> Problem description
In the data that follows, find each line containing "super" and copy it.

> The data
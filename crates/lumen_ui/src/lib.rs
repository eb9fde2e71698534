//! Lumen Component Library
//!
//! Themed, presentational components built on the `lumen_core` element tree
//! and the `lumen_theme` token system.
//!
//! # Overview
//!
//! - **Context**: [`BuildContext`] carries the active theme scope and the
//!   keyed hook store through every build
//! - **Provider**: [`ThemeProvider`] scopes a live [`ThemeState`], the global
//!   state or a fixed (possibly mocked) [`Theme`] for its children
//! - **Hooks**: controlled/uncontrolled values and focus-visible tracking
//! - **Components**: layout, typography, inputs, navigation, data display and
//!   feedback builders
//!
//! # Quick Start
//!
//! ```rust
//! use lumen_ui::prelude::*;
//!
//! let page = ThemeProvider::with_mode(ThemeMode::Dark).child(
//!     stack()
//!         .spacing("md")
//!         .child(text_variant(TextVariant::H4, "Settings"))
//!         .child(button("Save").contained().color(Palette::Primary)),
//! );
//!
//! let root = page.build(&BuildContext::new());
//! assert_eq!(root.get_attr("data-theme"), Some("dark"));
//! assert!(root.find_by_class("lumen-button--contained").is_some());
//! ```
//!
//! # State
//!
//! Stateful components (Tabs, Pagination, Breadcrumbs, Image, inputs) keep
//! their uncontrolled state in the context's hook store, keyed by the
//! component id. Rebuild against a context sharing the same store and the
//! state carries over; without an id the state lives only for one build.
//!
//! [`ThemeState`]: lumen_theme::ThemeState
//! [`Theme`]: lumen_theme::Theme

pub mod components;
pub mod context;
pub mod gallery;
pub mod hooks;
pub mod provider;
pub mod render;

pub use context::{use_theme, BuildContext, Child, ElementBuilder, ThemeStateHandle};
pub use hooks::{use_controlled, use_focus_visible, Controlled, FocusVisible, FOCUS_VISIBLE_TIMEOUT};
pub use provider::ThemeProvider;
pub use render::{render_page, render_page_with};

/// Everything needed to build component trees
pub mod prelude {
    pub use crate::components::*;
    pub use crate::context::{use_theme, BuildContext, Child, ElementBuilder};
    pub use crate::gallery::{gallery, Gallery};
    pub use crate::hooks::{
        use_controlled, use_focus_visible, Controlled, FocusVisible, FOCUS_VISIBLE_TIMEOUT,
    };
    pub use crate::provider::ThemeProvider;
    pub use crate::render::render_page;

    pub use lumen_core::{Color, Element, Event, KeyCode, Modifiers, Rect};
    pub use lumen_theme::{Breakpoint, Palette, TextVariant, Theme, ThemeMode, ThemeState};
}
//! Light/dark toggle button
//!
//! Flips the mode of the enclosing theme state. Under a fixed theme there is
//! nothing to flip and the button renders disabled.

use std::sync::Arc;

use lumen_core::Element;
use lumen_theme::ThemeMode;

use super::button::IconButton;
use super::shared::{modifier, svg_icon, ComponentSize};
use crate::context::{BuildContext, ElementBuilder};

const SUN_PATH: &str = "M12 7c-2.76 0-5 2.24-5 5s2.24 5 5 5 5-2.24 5-5-2.24-5-5-5zM2 13h2c.55 0 1-.45 1-1s-.45-1-1-1H2c-.55 0-1 .45-1 1s.45 1 1 1zm18 0h2c.55 0 1-.45 1-1s-.45-1-1-1h-2c-.55 0-1 .45-1 1s.45 1 1 1zM11 2v2c0 .55.45 1 1 1s1-.45 1-1V2c0-.55-.45-1-1-1s-1 .45-1 1zm0 18v2c0 .55.45 1 1 1s1-.45 1-1v-2c0-.55-.45-1-1-1s-1 .45-1 1z";
const MOON_PATH: &str = "M12 3c-4.97 0-9 4.03-9 9s4.03 9 9 9 9-4.03 9-9c0-.46-.04-.92-.1-1.36-.98 1.37-2.58 2.26-4.4 2.26-2.98 0-5.4-2.42-5.4-5.4 0-1.81.89-3.42 2.26-4.4-.44-.06-.9-.1-1.36-.1z";

#[derive(Clone, Default)]
pub struct ThemeToggle {
    id: Option<String>,
    size: ComponentSize,
    on_toggle: Option<Arc<dyn Fn(ThemeMode) + Send + Sync>>,
}

impl ThemeToggle {
    pub fn new() -> Self {
        Self::default()
    }

    pub fn id(mut self, id: impl Into<String>) -> Self {
        self.id = Some(id.into());
        self
    }

    pub fn size(mut self, size: ComponentSize) -> Self {
        self.size = size;
        self
    }

    /// Called with the new mode after each toggle
    pub fn on_toggle<F>(mut self, handler: F) -> Self
    where
        F: Fn(ThemeMode) + Send + Sync + 'static,
    {
        self.on_toggle = Some(Arc::new(handler));
        self
    }
}

impl ElementBuilder for ThemeToggle {
    fn build(&self, cx: &BuildContext) -> Element {
        let mode = cx.theme().mode();
        let state = cx.theme_state();
        let (path, label) = match mode {
            ThemeMode::Light => (MOON_PATH, "Switch to dark mode"),
            ThemeMode::Dark => (SUN_PATH, "Switch to light mode"),
        };

        let mut button = IconButton::new(svg_icon(path, self.size.icon_px()), label)
            .size(self.size)
            .disabled(state.is_none());
        if let Some(id) = &self.id {
            button = button.id(id.clone());
        }
        if let Some(state) = state {
            let on_toggle = self.on_toggle.clone();
            button = button.on_click(move |_| {
                state.toggle_theme();
                let mode = state.mode();
                if let Some(on_toggle) = &on_toggle {
                    on_toggle(mode);
                }
            });
        } else {
            tracing::debug!("ThemeToggle: fixed theme scope, toggle disabled");
        }

        button
            .build(cx)
            .class(modifier("theme-toggle", mode.as_str()))
            .attr("data-mode", mode.as_str())
    }
}

pub fn theme_toggle() -> ThemeToggle {
    ThemeToggle::new()
}

#[cfg(test)]
mod tests {
    use super::*;
    use lumen_core::Event;
    use lumen_theme::{Theme, ThemeState};

    #[test]
    fn test_toggle_flips_mode() {
        let state = Arc::new(ThemeState::with_mode(ThemeMode::Light));
        let cx = BuildContext::new().with_theme_state(state.clone());

        let el = theme_toggle().build(&cx);
        assert_eq!(el.get_attr("aria-label"), Some("Switch to dark mode"));
        el.dispatch(&Event::click());
        assert_eq!(state.mode(), ThemeMode::Dark);

        let el = theme_toggle().build(&cx);
        assert_eq!(el.get_attr("data-mode"), Some("dark"));
        el.dispatch(&Event::click());
        assert_eq!(state.mode(), ThemeMode::Light);
    }

    #[test]
    fn test_fixed_theme_disables_toggle() {
        let cx = BuildContext::new().with_theme(Theme::dark());
        let el = theme_toggle().build(&cx);
        assert!(!el.dispatch(&Event::click()));
    }
}
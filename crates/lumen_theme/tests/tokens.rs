use lumen_core::Color;
use lumen_theme::{
    LumenTheme, Palette, SpacingToken, TextVariant, Theme, ThemeBundle, ThemeMode,
};
use pretty_assertions::assert_eq;
use serde_json::Value;

fn leaf_paths(value: &Value, prefix: &mut Vec<String>, out: &mut Vec<Vec<String>>) {
    match value {
        Value::Object(map) => {
            for (key, child) in map {
                prefix.push(key.clone());
                leaf_paths(child, prefix, out);
                prefix.pop();
            }
        }
        _ => out.push(prefix.clone()),
    }
}

fn all_leaf_paths(theme: &Theme) -> Vec<Vec<String>> {
    let mut out = Vec::new();
    leaf_paths(theme.tokens(), &mut Vec::new(), &mut out);
    out
}

#[test]
fn light_and_dark_define_the_same_paths() {
    let light = all_leaf_paths(&Theme::light());
    let dark = all_leaf_paths(&Theme::dark());
    assert!(light.len() > 100, "token tree unexpectedly small: {}", light.len());
    assert_eq!(light, dark);
}

#[test]
fn palettes_differ_between_modes() {
    let bundle = ThemeBundle::default();
    let light = bundle.for_mode(ThemeMode::Light);
    let dark = bundle.for_mode(ThemeMode::Dark);

    for palette in Palette::ALL {
        assert_ne!(
            light.palette_color(palette, "main", Color::TRANSPARENT),
            dark.palette_color(palette, "main", Color::TRANSPARENT),
            "palette={palette:?}"
        );
    }
}

#[test]
fn every_palette_has_four_shades() {
    for theme in [Theme::light(), Theme::dark()] {
        for palette in Palette::ALL {
            for shade in ["light", "main", "dark", "contrastText"] {
                assert!(
                    lumen_theme::resolve(theme.tokens(), ["colors", palette.key(), shade]).is_some(),
                    "mode={} palette={palette:?} shade={shade}",
                    theme.mode()
                );
            }
        }
    }
}

#[test]
fn spacing_scale_is_increasing() {
    let tokens = LumenTheme::light().spacing;
    let values: Vec<f32> = SpacingToken::ALL.iter().map(|t| tokens.get(*t)).collect();
    assert!(values.windows(2).all(|w| w[0] < w[1]), "{values:?}");

    let theme = Theme::light();
    for token in SpacingToken::ALL {
        assert_eq!(theme.spacing(token.key(), -1.0), tokens.get(token));
    }
}

#[test]
fn text_variants_resolve_from_tree() {
    let theme = Theme::dark();
    let expected = LumenTheme::dark().typography;
    for variant in TextVariant::ALL {
        assert_eq!(&theme.text_style(variant), expected.variants.get(variant));
    }
}

#[test]
fn grey_scale_keys_are_numeric() {
    let theme = Theme::light();
    for weight in [50, 100, 200, 300, 400, 500, 600, 700, 800, 900] {
        let path = format!("grey.{weight}");
        assert_ne!(theme.color(path.as_str(), Color::TRANSPARENT), Color::TRANSPARENT);
    }
}
impl Tabs {
    /// `id` prefixes element ids and keys the uncontrolled selection and the
    /// reported layout
    pub fn new(id: impl Into<String>) -> Self {
        Self {
            id: id.into(),
            tabs: Vec::new(),
            value: None,
            default_value: 0,
            orientation: Orientation::Horizontal,
            color: Palette::Primary,
            full_width: false,
            on_change: None,
        }
    }

    pub fn tab(mut self, tab: Tab) -> Self {
        self.tabs.push(tab);
        self
    }

    pub fn tabs(mut self, tabs: impl IntoIterator<Item = Tab>) -> Self {
        self.tabs.extend(tabs);
        self
    }

    /// Controlled selected index
    pub fn value(mut self, index: usize) -> Self {
        self.value = Some(index);
        self
    }

    /// Initially selected index when uncontrolled
    pub fn default_value(mut self, index: usize) -> Self {
        self.default_value = index;
        self
    }

    pub fn orientation(mut self, orientation: Orientation) -> Self {
        self.orientation = orientation;
        self
    }

    pub fn vertical(self) -> Self {
        self.orientation(Orientation::Vertical)
    }

    /// Indicator and selected label color
    pub fn color(mut self, color: Palette) -> Self {
        self.color = color;
        self
    }

    /// Stretch tabs to fill the list
    pub fn full_width(mut self, full_width: bool) -> Self {
        self.full_width = full_width;
        self
    }

    pub fn on_change<F>(mut self, handler: F) -> Self
    where
        F: Fn(usize) + Send + Sync + 'static,
    {
        self.on_change = Some(Arc::new(handler));
        self
    }

    fn layout_state(&self, cx: &BuildContext) -> State<TabLayout> {
        cx.use_state_keyed(&format!("tabs:{}#layout", self.id), TabLayout::new)
    }

    /// Record the measured bounds of the tab at `index`, relative to the tab
    /// list
    pub fn report_layout(&self, cx: &BuildContext, index: usize, bounds: Rect) {
        if index >= self.tabs.len() {
            tracing::debug!("Tabs {:?}: ignoring layout for missing tab {index}", self.id);
            return;
        }
        self.layout_state(cx).update(|layout| {
            if layout.len() <= index {
                layout.resize(index + 1, None);
            }
            layout[index] = Some(bounds);
        });
    }

    /// Forget every measurement, e.g. after a resize
    pub fn clear_layout(&self, cx: &BuildContext) {
        self.layout_state(cx).set(TabLayout::new());
    }

    /// Next enabled tab from `from` in direction `step`, wrapping
    fn step_enabled(&self, from: usize, step: isize) -> Option<usize> {
        let len = self.tabs.len() as isize;
        (1..=len)
            .map(|offset| (from as isize + step * offset).rem_euclid(len) as usize)
            .find(|&index| !self.tabs[index].disabled)
    }

    fn first_enabled(&self) -> Option<usize> {
        self.tabs.iter().position(|tab| !tab.disabled)
    }

    fn last_enabled(&self) -> Option<usize> {
        self.tabs.iter().rposition(|tab| !tab.disabled)
    }

    fn indicator(&self, cx: &BuildContext, selected: usize, layout: &TabLayout) -> Option<Element> {
        let bounds = layout.get(selected).copied().flatten()?;
        let theme = cx.theme();
        let indicator = el("span")
            .class(part("tabs", "indicator"))
            .style("position", "absolute")
            .style("background-color", shared::palette(&theme, self.color, "main").to_css())
            .style("transition", "all 300ms cubic-bezier(0.4, 0, 0.2, 1)");
        Some(match self.orientation {
            Orientation::Horizontal => indicator
                .style("bottom", "0")
                .style("height", "2px")
                .style("left", px(bounds.x()))
                .style("width", px(bounds.width())),
            Orientation::Vertical => indicator
                .style("right", "0")
                .style("width", "2px")
                .style("top", px(bounds.y()))
                .style("height", px(bounds.height())),
        })
    }
}
use lumen_core::Color;
use lumen_theme::{get_theme_value, Theme, ThemeMode};
use pretty_assertions::assert_eq;
use serde_json::{json, Value};

/// Sentinel no built-in token uses
const SENTINEL: &str = "__fallback__";

fn string_leaves(value: &Value, prefix: &mut Vec<String>, out: &mut Vec<(Vec<String>, Value)>) {
    match value {
        Value::Object(map) => {
            for (key, child) in map {
                prefix.push(key.clone());
                string_leaves(child, prefix, out);
                prefix.pop();
            }
        }
        other => out.push((prefix.clone(), other.clone())),
    }
}

#[test]
fn present_paths_resolve_to_theme_value() {
    for theme in [Theme::light(), Theme::dark()] {
        let mut leaves = Vec::new();
        string_leaves(theme.tokens(), &mut Vec::new(), &mut leaves);
        for (path, value) in leaves {
            let resolved: Value = get_theme_value(&theme, &path, json!(SENTINEL));
            assert_eq!(resolved, value, "path={path:?}");
        }
    }
}

#[test]
fn absent_paths_return_exact_fallback() {
    let partial = Theme::from_json(
        ThemeMode::Light,
        json!({
            "colors": { "primary": { "main": "#123456" } },
            "spacing": { "md": 10 }
        }),
    );

    let cases: &[&[&str]] = &[
        &["colors", "primary", "dark"],
        &["colors", "secondary", "main"],
        &["colors", "primary", "main", "deeper"],
        &["spacing", "lg"],
        &["shadows"],
        &["typography", "h1", "fontSize"],
    ];

    for path in cases {
        let value: String = get_theme_value(&partial, *path, SENTINEL.to_string());
        assert_eq!(value, SENTINEL, "path={path:?}");
    }
}

#[test]
fn typed_helpers_fall_back_on_mock_theme() {
    let empty = Theme::from_json(ThemeMode::Dark, json!({}));
    assert_eq!(empty.color("primary.main", Color::from_hex(0xABCDEF)), Color::from_hex(0xABCDEF));
    assert_eq!(empty.spacing("md", 12.5), 12.5);
    assert_eq!(empty.radius("md", 3.0), 3.0);
    assert_eq!(empty.shadow("md", "none"), "none");
    assert_eq!(empty.z_index("modal", 42), 42);
    assert_eq!(empty.breakpoint("md", 1.0), 1.0);
    assert_eq!(empty.font_size("md", 15.0), 15.0);
}

#[test]
fn non_object_root_falls_back() {
    let broken = Theme::from_json(ThemeMode::Light, json!("not a theme"));
    assert_eq!(broken.spacing("md", 8.0), 8.0);
    let value: f32 = get_theme_value(&broken, "spacing.md", 8.0);
    assert_eq!(value, 8.0);
}
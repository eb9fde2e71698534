//! Command implementations

use std::fs;
use std::path::Path;
use std::sync::Arc;

use anyhow::{Context, Result};
use lumen_core::Document;
use lumen_theme::{
    css, resolve_initial_mode, DetectedSystemPreference, FileStore, MemoryStore, ModeSource,
    PreferenceStore, SystemPreference, ThemeBundle, ThemeConfig, ThemeMode, ThemeState,
};
use lumen_ui::gallery::gallery;
use lumen_ui::render_page;

/// Loaded configuration plus the preference file it points at
pub struct Session {
    config: ThemeConfig,
    store: FileStore,
    system: Arc<dyn SystemPreference>,
}

impl Session {
    /// Load `config_path` (defaults when missing) and open its preference file
    pub fn open(config_path: &Path) -> Result<Self> {
        let config = ThemeConfig::load_or_default(config_path)
            .with_context(|| format!("failed to load {}", config_path.display()))?;
        let store = config
            .file_store()
            .context("failed to locate the preference file")?;
        Ok(Self::new(config, store, Arc::new(DetectedSystemPreference)))
    }

    pub fn new(config: ThemeConfig, store: FileStore, system: Arc<dyn SystemPreference>) -> Self {
        Self { config, store, system }
    }

    pub fn store(&self) -> &FileStore {
        &self.store
    }

    /// Active mode without writing anything
    pub fn resolve(&self) -> (ThemeMode, ModeSource) {
        resolve_initial_mode(&self.config, &self.store, self.system.as_ref())
    }

    pub fn persist(&self, mode: ThemeMode) -> Result<()> {
        self.store
            .save(&self.config.storage_key, mode.as_str())
            .with_context(|| format!("failed to save preference to {}", self.store.path().display()))
    }

    /// Persist the opposite of the active mode and return it
    pub fn toggle(&self) -> Result<ThemeMode> {
        let (mode, _) = self.resolve();
        let next = mode.toggle();
        self.persist(next)?;
        Ok(next)
    }

    /// Full gallery page in `mode`, or in the resolved mode.
    ///
    /// The page's theme state runs against an in-memory copy of the
    /// preference so rendering never touches the preference file.
    pub fn gallery_page(&self, mode: Option<ThemeMode>) -> String {
        let mode = mode.unwrap_or_else(|| self.resolve().0);
        let document = Arc::new(Document::with_title("Lumen gallery"));
        let state = Arc::new(
            ThemeState::builder()
                .config(self.config.clone())
                .store(Arc::new(MemoryStore::with_entry(
                    self.config.storage_key.clone(),
                    mode.as_str(),
                )))
                .attribute_sink(document.clone())
                .build(),
        );
        tracing::info!("rendering gallery in {mode} mode");
        render_page(&document, &state, gallery())
    }
}

/// CSS variables of the built-in bundle
pub fn stylesheet() -> String {
    css::stylesheet(&ThemeBundle::default())
}

pub fn write_page(path: &Path, page: &str) -> Result<()> {
    if let Some(parent) = path.parent().filter(|parent| !parent.as_os_str().is_empty()) {
        fs::create_dir_all(parent)
            .with_context(|| format!("failed to create {}", parent.display()))?;
    }
    fs::write(path, page).with_context(|| format!("failed to write {}", path.display()))
}

pub fn describe_source(source: ModeSource) -> &'static str {
    match source {
        ModeSource::Stored => "stored preference",
        ModeSource::System => "system preference",
        ModeSource::Default => "configured default",
    }
}

#[cfg(test)]
mod tests {
    use super::*;
    use lumen_theme::{FixedSystemPreference, DEFAULT_STORAGE_KEY};
    use pretty_assertions::assert_eq;
    use tempfile::TempDir;

    fn session(dir: &TempDir, system: Option<ThemeMode>) -> Session {
        let config = ThemeConfig {
            storage_path: Some(dir.path().join("prefs.toml")),
            ..ThemeConfig::default()
        };
        let store = config.file_store().unwrap();
        Session::new(config, store, Arc::new(FixedSystemPreference(system)))
    }

    #[test]
    fn test_show_reports_source() {
        let dir = TempDir::new().unwrap();
        let session = session(&dir, Some(ThemeMode::Dark));
        assert_eq!(session.resolve(), (ThemeMode::Dark, ModeSource::System));

        session.persist(ThemeMode::Light).unwrap();
        assert_eq!(session.resolve(), (ThemeMode::Light, ModeSource::Stored));
    }

    #[test]
    fn test_toggle_twice_restores_mode() {
        let dir = TempDir::new().unwrap();
        let session = session(&dir, None);
        assert_eq!(session.toggle().unwrap(), ThemeMode::Dark);
        assert_eq!(session.toggle().unwrap(), ThemeMode::Light);

        let saved = fs::read_to_string(dir.path().join("prefs.toml")).unwrap();
        assert!(saved.contains(&format!("{DEFAULT_STORAGE_KEY} = \"light\"")));
    }

    #[test]
    fn test_gallery_leaves_preferences_alone() {
        let dir = TempDir::new().unwrap();
        let session = session(&dir, None);
        let page = session.gallery_page(Some(ThemeMode::Dark));
        assert!(page.starts_with("<!DOCTYPE html>\n<html data-theme=\"dark\">"));
        assert!(page.contains("<title>Lumen gallery</title>"));
        assert!(!dir.path().join("prefs.toml").exists());
    }

    #[test]
    fn test_open_reads_storage_path() {
        let dir = TempDir::new().unwrap();
        let config = dir.path().join("lumen.toml");
        fs::write(
            &config,
            format!("storage_path = {:?}\n", dir.path().join("p.toml").display().to_string()),
        )
        .unwrap();
        let session = Session::open(&config).unwrap();
        assert_eq!(session.store().path(), dir.path().join("p.toml"));
    }

    #[test]
    fn test_open_reports_bad_config() {
        let dir = TempDir::new().unwrap();
        let config = dir.path().join("lumen.toml");
        fs::write(&config, "default_mode = \"sepia\"").unwrap();
        let err = Session::open(&config).err().unwrap();
        assert!(err.to_string().contains("lumen.toml"));
    }

    #[test]
    fn test_write_page_creates_parent_dirs() {
        let dir = TempDir::new().unwrap();
        let path = dir.path().join("out").join("gallery.html");
        write_page(&path, "<html></html>").unwrap();
        assert_eq!(fs::read_to_string(path).unwrap(), "<html></html>");
    }

    #[test]
    fn test_stylesheet_covers_both_modes() {
        let css = stylesheet();
        assert!(css.contains(":root[data-theme=\"light\"]"));
        assert!(css.contains(":root[data-theme=\"dark\"]"));
    }
}
//! Typography tokens

use serde::{Deserialize, Serialize};

/// Text style variants
#[derive(Clone, Copy, Debug, Default, Hash, Eq, PartialEq)]
pub enum TextVariant {
    H1,
    H2,
    H3,
    H4,
    H5,
    H6,
    Subtitle1,
    Subtitle2,
    #[default]
    Body1,
    Body2,
    Caption,
    Overline,
    Button,
}

impl TextVariant {
    pub const ALL: [TextVariant; 13] = [
        TextVariant::H1,
        TextVariant::H2,
        TextVariant::H3,
        TextVariant::H4,
        TextVariant::H5,
        TextVariant::H6,
        TextVariant::Subtitle1,
        TextVariant::Subtitle2,
        TextVariant::Body1,
        TextVariant::Body2,
        TextVariant::Caption,
        TextVariant::Overline,
        TextVariant::Button,
    ];

    /// Key of this variant under `typography`
    pub fn key(self) -> &'static str {
        match self {
            Self::H1 => "h1",
            Self::H2 => "h2",
            Self::H3 => "h3",
            Self::H4 => "h4",
            Self::H5 => "h5",
            Self::H6 => "h6",
            Self::Subtitle1 => "subtitle1",
            Self::Subtitle2 => "subtitle2",
            Self::Body1 => "body1",
            Self::Body2 => "body2",
            Self::Caption => "caption",
            Self::Overline => "overline",
            Self::Button => "button",
        }
    }
}

/// Resolved style of one text variant
#[derive(Clone, Debug, PartialEq, Serialize, Deserialize)]
#[serde(rename_all = "camelCase")]
pub struct TextStyle {
    /// px
    pub font_size: f32,
    pub font_weight: u16,
    /// Unitless multiplier
    pub line_height: f32,
    pub letter_spacing: String,
}

impl TextStyle {
    fn new(font_size: f32, font_weight: u16, line_height: f32, letter_spacing: &str) -> Self {
        Self {
            font_size,
            font_weight,
            line_height,
            letter_spacing: letter_spacing.to_string(),
        }
    }
}

#[derive(Clone, Debug, PartialEq, Serialize, Deserialize)]
pub struct FontSizes {
    pub xs: f32,
    pub sm: f32,
    pub md: f32,
    pub lg: f32,
    pub xl: f32,
    #[serde(rename = "2xl")]
    pub xxl: f32,
    #[serde(rename = "3xl")]
    pub xxxl: f32,
}

#[derive(Clone, Debug, PartialEq, Serialize, Deserialize)]
pub struct FontWeights {
    pub light: u16,
    pub regular: u16,
    pub medium: u16,
    pub semibold: u16,
    pub bold: u16,
}

#[derive(Clone, Debug, PartialEq, Serialize, Deserialize)]
pub struct LineHeights {
    pub tight: f32,
    pub normal: f32,
    pub relaxed: f32,
}

#[derive(Clone, Debug, PartialEq, Serialize, Deserialize)]
pub struct TypographyVariants {
    pub h1: TextStyle,
    pub h2: TextStyle,
    pub h3: TextStyle,
    pub h4: TextStyle,
    pub h5: TextStyle,
    pub h6: TextStyle,
    pub subtitle1: TextStyle,
    pub subtitle2: TextStyle,
    pub body1: TextStyle,
    pub body2: TextStyle,
    pub caption: TextStyle,
    pub overline: TextStyle,
    pub button: TextStyle,
}

impl TypographyVariants {
    pub fn get(&self, variant: TextVariant) -> &TextStyle {
        match variant {
            TextVariant::H1 => &self.h1,
            TextVariant::H2 => &self.h2,
            TextVariant::H3 => &self.h3,
            TextVariant::H4 => &self.h4,
            TextVariant::H5 => &self.h5,
            TextVariant::H6 => &self.h6,
            TextVariant::Subtitle1 => &self.subtitle1,
            TextVariant::Subtitle2 => &self.subtitle2,
            TextVariant::Body1 => &self.body1,
            TextVariant::Body2 => &self.body2,
            TextVariant::Caption => &self.caption,
            TextVariant::Overline => &self.overline,
            TextVariant::Button => &self.button,
        }
    }
}

/// Font families, scales and per-variant text styles.
///
/// Variant entries serialize next to the scales, so `typography.h1.fontSize`
/// and `typography.fontSize.md` are both valid token paths.
#[derive(Clone, Debug, PartialEq, Serialize, Deserialize)]
#[serde(rename_all = "camelCase")]
pub struct TypographyTokens {
    pub font_family: String,
    pub font_family_mono: String,
    pub font_size: FontSizes,
    pub font_weight: FontWeights,
    pub line_height: LineHeights,
    #[serde(flatten)]
    pub variants: TypographyVariants,
}

impl Default for TypographyTokens {
    fn default() -> Self {
        Self {
            font_family: "\"Inter\", \"Roboto\", \"Helvetica\", \"Arial\", sans-serif".to_string(),
            font_family_mono: "\"JetBrains Mono\", \"Fira Code\", monospace".to_string(),
            font_size: FontSizes {
                xs: 12.0,
                sm: 14.0,
                md: 16.0,
                lg: 18.0,
                xl: 20.0,
                xxl: 24.0,
                xxxl: 30.0,
            },
            font_weight: FontWeights {
                light: 300,
                regular: 400,
                medium: 500,
                semibold: 600,
                bold: 700,
            },
            line_height: LineHeights {
                tight: 1.25,
                normal: 1.5,
                relaxed: 1.75,
            },
            variants: TypographyVariants {
                h1: TextStyle::new(96.0, 300, 1.167, "-1.5px"),
                h2: TextStyle::new(60.0, 300, 1.2, "-0.5px"),
                h3: TextStyle::new(48.0, 400, 1.167, "0"),
                h4: TextStyle::new(34.0, 400, 1.235, "0.25px"),
                h5: TextStyle::new(24.0, 400, 1.334, "0"),
                h6: TextStyle::new(20.0, 500, 1.6, "0.15px"),
                subtitle1: TextStyle::new(16.0, 400, 1.75, "0.15px"),
                subtitle2: TextStyle::new(14.0, 500, 1.57, "0.1px"),
                body1: TextStyle::new(16.0, 400, 1.5, "0.15px"),
                body2: TextStyle::new(14.0, 400, 1.43, "0.15px"),
                caption: TextStyle::new(12.0, 400, 1.66, "0.4px"),
                overline: TextStyle::new(12.0, 400, 2.66, "1px"),
                button: TextStyle::new(14.0, 500, 1.75, "0.4px"),
            },
        }
    }
}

> Exercise output
use super::button::IconButton;
use super::shared::{modifier, svg_icon, ComponentSize};
    use super::*;
    use super::*;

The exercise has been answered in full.